Why OpenAI, Anthropic, Gemini, and Ollama Prompt Formats Differ
OpenAI, Anthropic, Gemini, and Ollama all use conversational message formats for their APIs, but the structures are different enough that a prompt formatted for one provider won't work directly with another. The differences are intentional — each provider made independent decisions about how to structure multi-turn conversations, system instructions, and role names.
OpenAI format
OpenAI's chat completions API uses a flat messages array where system, user, and assistant messages are all peers:
{
"model": "gpt-4o",
"messages": [
{"role": "system", "content": "You are a helpful assistant."},
{"role": "user", "content": "What is JSON?"},
{"role": "assistant", "content": "JSON is a text format..."},
{"role": "user", "content": "Give me an example."}
]
}
Anthropic format
Anthropic separates the system prompt from the conversation history — the system prompt is a top-level parameter, not a message:
{
"model": "claude-3-5-sonnet-20241022",
"system": "You are a helpful assistant.",
"messages": [
{"role": "user", "content": "What is JSON?"},
{"role": "assistant", "content": "JSON is a text format..."},
{"role": "user", "content": "Give me an example."}
]
}
Gemini format
Gemini uses a contents array instead of messages, wraps content in a parts array, uses model instead of assistant for the AI role, and separates the system instruction as a dedicated top-level field:
{
"system_instruction": {"parts": [{"text": "You are a helpful assistant."}]},
"contents": [
{"role": "user", "parts": [{"text": "What is JSON?"}]},
{"role": "model", "parts": [{"text": "JSON is a text format..."}]},
{"role": "user", "parts": [{"text": "Give me an example."}]}
]
}
Ollama format
Ollama's API is designed to be OpenAI-compatible — the structure is similar to OpenAI's, with messages array and the same role names.
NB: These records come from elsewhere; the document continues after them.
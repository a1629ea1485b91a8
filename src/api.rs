//! HTTP surface for DocQA.
//!
//! This module exposes a compact Axum router:
//!
//! - `POST /hackrx/run` – Fetch a document, index it, and answer every question against it.
//!   Returns `{ "answers": [...], "response_time_ms": n }` with answers in question order.
//! - `POST /hackrx/upload` – Build the shared index from a document URL ahead of time.
//! - `POST /hackrx/ask` – Answer questions against the shared index (409 until one exists).
//! - `POST /analyze` – Multipart upload (`file`, `user_query`, optional `output_format`) answered
//!   with a single insight plus a markdown or CSV report.
//! - `GET /metrics` – Indexing and answering counters.
//! - `GET /commands` – Machine-readable command catalog for quick discovery by tools/hosts.

use crate::processing::{IndexReport, PipelineError, ProcessingApi};
use crate::report::{ReportFormat, render_report};
use axum::{
    Json, Router,
    extract::{DefaultBodyLimit, Multipart, State, multipart::MultipartError},
    http::StatusCode,
    response::{IntoResponse, Response},
    routing::{get, post},
};
use serde::{Deserialize, Serialize};
use serde_json::json;
use std::sync::Arc;
use std::time::Instant;
use time::OffsetDateTime;

/// Largest accepted `/analyze` upload.
const MAX_UPLOAD_BYTES: usize = 25 * 1024 * 1024;

/// Build the HTTP router exposing the question-answering API surface.
pub fn create_router<S>(service: Arc<S>) -> Router
where
    S: ProcessingApi + 'static,
{
    Router::new()
        .route("/hackrx/run", post(run_questions::<S>))
        .route("/hackrx/upload", post(upload_document::<S>))
        .route("/hackrx/ask", post(ask_questions::<S>))
        .route(
            "/analyze",
            post(analyze_document::<S>).layer(DefaultBodyLimit::max(MAX_UPLOAD_BYTES)),
        )
        .route("/metrics", get(get_metrics::<S>))
        .route("/commands", get(get_commands))
        .with_state(service)
}

/// Request body for `POST /hackrx/run`.
#[derive(Deserialize)]
struct RunRequest {
    /// URL of the document to answer from.
    documents: String,
    /// Questions, answered positionally.
    questions: Vec<String>,
}

/// Response body for the answering endpoints.
#[derive(Serialize)]
struct AnswersResponse {
    answers: Vec<String>,
    response_time_ms: u64,
}

/// Fetch, index and answer in one request.
async fn run_questions<S>(
    State(service): State<Arc<S>>,
    Json(request): Json<RunRequest>,
) -> Result<Json<AnswersResponse>, AppError>
where
    S: ProcessingApi,
{
    let started = Instant::now();
    let answers = service
        .answer_questions(&request.documents, &request.questions)
        .await?;
    let response_time_ms = elapsed_ms(started);
    tracing::info!(
        questions = request.questions.len(),
        response_time_ms,
        "Run request completed"
    );
    Ok(Json(AnswersResponse {
        answers,
        response_time_ms,
    }))
}

/// Request body for `POST /hackrx/upload`.
#[derive(Deserialize)]
struct UploadRequest {
    document_url: String,
}

/// Build and publish the shared index.
async fn upload_document<S>(
    State(service): State<Arc<S>>,
    Json(request): Json<UploadRequest>,
) -> Result<Json<IndexReport>, AppError>
where
    S: ProcessingApi,
{
    let report = service.index_document(&request.document_url).await?;
    tracing::info!(
        source = %report.source,
        chunks_indexed = report.chunks_indexed,
        chunks_dropped = report.chunks_dropped,
        "Upload request completed"
    );
    Ok(Json(report))
}

/// Request body for `POST /hackrx/ask`.
#[derive(Deserialize)]
struct AskRequest {
    questions: Vec<String>,
}

/// Answer against the shared index.
async fn ask_questions<S>(
    State(service): State<Arc<S>>,
    Json(request): Json<AskRequest>,
) -> Result<Json<AnswersResponse>, AppError>
where
    S: ProcessingApi,
{
    let started = Instant::now();
    let answers = service.answer_from_index(&request.questions).await?;
    Ok(Json(AnswersResponse {
        answers,
        response_time_ms: elapsed_ms(started),
    }))
}

/// Response body for `POST /analyze`.
#[derive(Serialize)]
struct AnalyzeResponse {
    status: &'static str,
    query: String,
    insights: String,
    report: String,
    format: ReportFormat,
}

/// Uploaded file captured from the multipart body.
struct Upload {
    file_name: String,
    content_type: Option<String>,
    bytes: Vec<u8>,
}

/// Answer one query about an uploaded file and wrap the insight in a report.
async fn analyze_document<S>(
    State(service): State<Arc<S>>,
    mut multipart: Multipart,
) -> Result<Json<AnalyzeResponse>, AppError>
where
    S: ProcessingApi,
{
    let mut upload = None;
    let mut query = None;
    let mut format = ReportFormat::default();

    while let Some(field) = multipart.next_field().await.map_err(malformed_form)? {
        let name = field.name().unwrap_or_default().to_string();
        match name.as_str() {
            "file" => {
                let file_name = field.file_name().unwrap_or_default().to_string();
                let content_type = field.content_type().map(str::to_string);
                let bytes = field.bytes().await.map_err(malformed_form)?;
                upload = Some(Upload {
                    file_name,
                    content_type,
                    bytes: bytes.to_vec(),
                });
            }
            "user_query" => query = Some(field.text().await.map_err(malformed_form)?),
            "output_format" => {
                format = ReportFormat::from_name(&field.text().await.map_err(malformed_form)?);
            }
            other => tracing::debug!(field = other, "Ignoring unknown form field"),
        }
    }

    let upload = upload.ok_or_else(|| missing_field("file"))?;
    let query = query.ok_or_else(|| missing_field("user_query"))?;

    let insights = service
        .analyze_upload(
            &upload.file_name,
            upload.bytes,
            upload.content_type.as_deref(),
            &query,
        )
        .await?;
    let report = render_report(&insights, &query, format, OffsetDateTime::now_utc());
    tracing::info!(file = %upload.file_name, format = ?format, "Analyze request completed");

    Ok(Json(AnalyzeResponse {
        status: "success",
        query,
        insights,
        report,
        format,
    }))
}

fn malformed_form(error: MultipartError) -> AppError {
    AppError(PipelineError::Input(format!("malformed multipart body: {error}")))
}

fn missing_field(name: &str) -> AppError {
    AppError(PipelineError::Input(format!("missing form field `{name}`")))
}

/// Return a concise snapshot of the pipeline counters.
async fn get_metrics<S>(State(service): State<Arc<S>>) -> Json<crate::metrics::MetricsSnapshot>
where
    S: ProcessingApi,
{
    Json(service.metrics_snapshot())
}

fn elapsed_ms(started: Instant) -> u64 {
    u64::try_from(started.elapsed().as_millis()).unwrap_or(u64::MAX)
}

/// Descriptor for a single command in the discovery catalog.
#[derive(Serialize)]
struct CommandDescriptor {
    name: &'static str,
    method: &'static str,
    path: &'static str,
    description: &'static str,
    #[serde(skip_serializing_if = "Option::is_none")]
    request_example: Option<serde_json::Value>,
}

/// Response body for `GET /commands`.
#[derive(Serialize)]
struct CommandsResponse {
    commands: Vec<CommandDescriptor>,
}

/// Enumerate supported HTTP commands for discovery/UX in hosts and tools.
async fn get_commands() -> Json<CommandsResponse> {
    Json(CommandsResponse {
        commands: vec![
            CommandDescriptor {
                name: "run",
                method: "POST",
                path: "/hackrx/run",
                description: "Fetch a document, index it, and answer each question from its content. Response returns { \"answers\": [string], \"response_time_ms\": number }.",
                request_example: Some(json!({
                    "documents": "https://example.org/policy.pdf",
                    "questions": ["What is the grace period for premium payment?"]
                })),
            },
            CommandDescriptor {
                name: "upload",
                method: "POST",
                path: "/hackrx/upload",
                description: "Build the shared document index ahead of time, replacing any previous one.",
                request_example: Some(json!({
                    "document_url": "https://example.org/policy.pdf"
                })),
            },
            CommandDescriptor {
                name: "ask",
                method: "POST",
                path: "/hackrx/ask",
                description: "Answer questions against the shared index built by /hackrx/upload.",
                request_example: Some(json!({
                    "questions": ["Summarize the policy"]
                })),
            },
            CommandDescriptor {
                name: "analyze",
                method: "POST",
                path: "/analyze",
                description: "Answer one query about an uploaded file (multipart fields: file, user_query, output_format=markdown|csv).",
                request_example: None,
            },
            CommandDescriptor {
                name: "metrics",
                method: "GET",
                path: "/metrics",
                description: "Return indexing and answering counters useful for observability dashboards.",
                request_example: None,
            },
        ],
    })
}

struct AppError(PipelineError);

impl IntoResponse for AppError {
    fn into_response(self) -> Response {
        let status = match &self.0 {
            PipelineError::Input(_) | PipelineError::Settings(_) | PipelineError::Chunking(_) => {
                StatusCode::BAD_REQUEST
            }
            PipelineError::DocumentFetch(_) => StatusCode::BAD_GATEWAY,
            PipelineError::NoIndex => StatusCode::CONFLICT,
        };
        if status.is_server_error() {
            tracing::warn!(error = %self.0, "Request failed");
        }
        (status, Json(json!({ "error": self.0.to_string() }))).into_response()
    }
}

impl From<PipelineError> for AppError {
    fn from(inner: PipelineError) -> Self {
        Self(inner)
    }
}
The main difference is the model field references a local model name rather than an OpenAI model identifier:
{"model": "llama3.2", "messages": [...]}
System prompt support varies by model. Llama 3 handles system messages in the messages array well. Some older models work better with the system prompt embedded in the first user message using the model's instruction format.